Developed market telecom companies think of 5G mobile broadband as a consumer technology and worry that their market is close to saturation. China’s flagship digital infrastructure company, Huawei, thinks of 5G as an industrial technology and believes that the new digital economy is soon set to launch.
Two years ago, Western media wrote obituaries for Huawei after Trump administration sanctions denied the Shenzhen-based company access to US technology, including the fastest new chips with gate widths of 7 nanometers (nm) or less.
Huawei, whose handset sales briefly surpassed Apple’s, lost most of its smartphone business due to sanctions, but it has reemerged as the world’s top provider of telecom infrastructure, a source of cloud-based artificial intelligence (AI) applications for mining, manufacturing and service industries, and a builder of digital technology for specific industries, especially automotive.
Huawei officials said they expected the company’s auto business alone to exceed the 2021 peak revenues of its handset business. They also anticipate substantial revenues from its green energy division, which uses AI-enabled solar cells to enhance energy conversion.
According to Huawei estimates, more than 10,000 Chinese businesses have built dedicated, or private, 5G networks, including more than 6,000 manufacturing firms.
That compares to a total of 171 private 5G networks outside of China, of which fewer than 20 are factories. “That’s because the Chinese government is pushing manufacturing companies to adopt 5G and AI,” a Huawei specialist said.
Ericsson and Nokia, Huawei’s European competitors, offered no examples of 5G-to-business applications in their exhibits. A press spokesperson for Ericsson said that the firm did not have data on the number of private 5G networks built for businesses.
The Chinese firm’s exhibit took up the whole of the Barcelona Fair’s first Exhibition hall, while its main competitors, including Nokia, Ericsson, Samsung and IBM, were crammed into the second Exhibition Hall.

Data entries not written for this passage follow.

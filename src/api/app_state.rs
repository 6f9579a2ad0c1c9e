use crate::config::GenerationConfig;
use crate::engine::ContentGenerator;
use crate::observability::GenerationMetrics;
use crate::services::backend::AssetRegistry;
use crate::services::session::{SessionService, create_session_service};
use std::sync::Arc;

/// Application state containing all shared services
#[derive(Clone)]
pub struct AppState {
    /// Content generator shared by direct and session-driven generation
    pub generator: Arc<ContentGenerator>,
    /// Session service for generation session lifecycle
    pub session_service: Arc<dyn SessionService>,
    /// Asset registry over the built-in catalogs
    pub assets: Arc<AssetRegistry>,
    /// Generation counters exposed at /metrics
    pub metrics: Arc<GenerationMetrics>,
}

impl std::fmt::Debug for AppState {
    fn fmt(&self, f: &mut std::fmt::Formatter<'_>) -> std::fmt::Result {
        f.debug_struct("AppState")
            .field("generator", &"Arc<ContentGenerator>")
            .field("session_service", &"Arc<dyn SessionService>")
            .field("assets", &self.assets.len())
            .field("metrics", &self.metrics)
            .finish()
    }
}

impl AppState {
    /// Create new application state
    pub fn new(
        generator: Arc<ContentGenerator>,
        session_service: Box<dyn SessionService>,
        assets: AssetRegistry,
        metrics: Arc<GenerationMetrics>,
    ) -> Self {
        Self {
            generator,
            session_service: Arc::from(session_service),
            assets: Arc::new(assets),
            metrics,
        }
    }

    /// Wire the session service and asset registry around an existing generator
    pub fn from_generator(generator: ContentGenerator, metrics: Arc<GenerationMetrics>) -> Self {
        let generator = Arc::new(generator);
        let session_service = create_session_service(generator.clone(), metrics.clone());
        Self::new(
            generator,
            session_service,
            AssetRegistry::from_catalogs(),
            metrics,
        )
    }

    /// Generation limits the API layer enforces
    pub fn generation_config(&self) -> &GenerationConfig {
        self.generator.config()
    }
}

Major US carriers and telecoms rejected/ ejected Huawei gear and software WELL BEFORE Trump was elected.
There all found security gaps, to put it lightly, and a propensity of the gear to ‘phone home,’ and attempt to do so surreptitiously.
Trump’s actions plus the TAA act keep Huawei gear and software out of US 5G networks and cores.
I recall there is a rural wireless carrier in Montana that still uses some Huwaei gear for 3G and 4G, but they are reportedly the last US carrier to do so. They won’t be able to interconnect to other telecom’s 5G networks if Huawei is in their networks. It becomes self-limiting.
NET: Huawei is cheap and rumored to bribe really well overseas, so it is widely deployed outside the US, but *IS* absent from US civilian and government 5G infrastructure.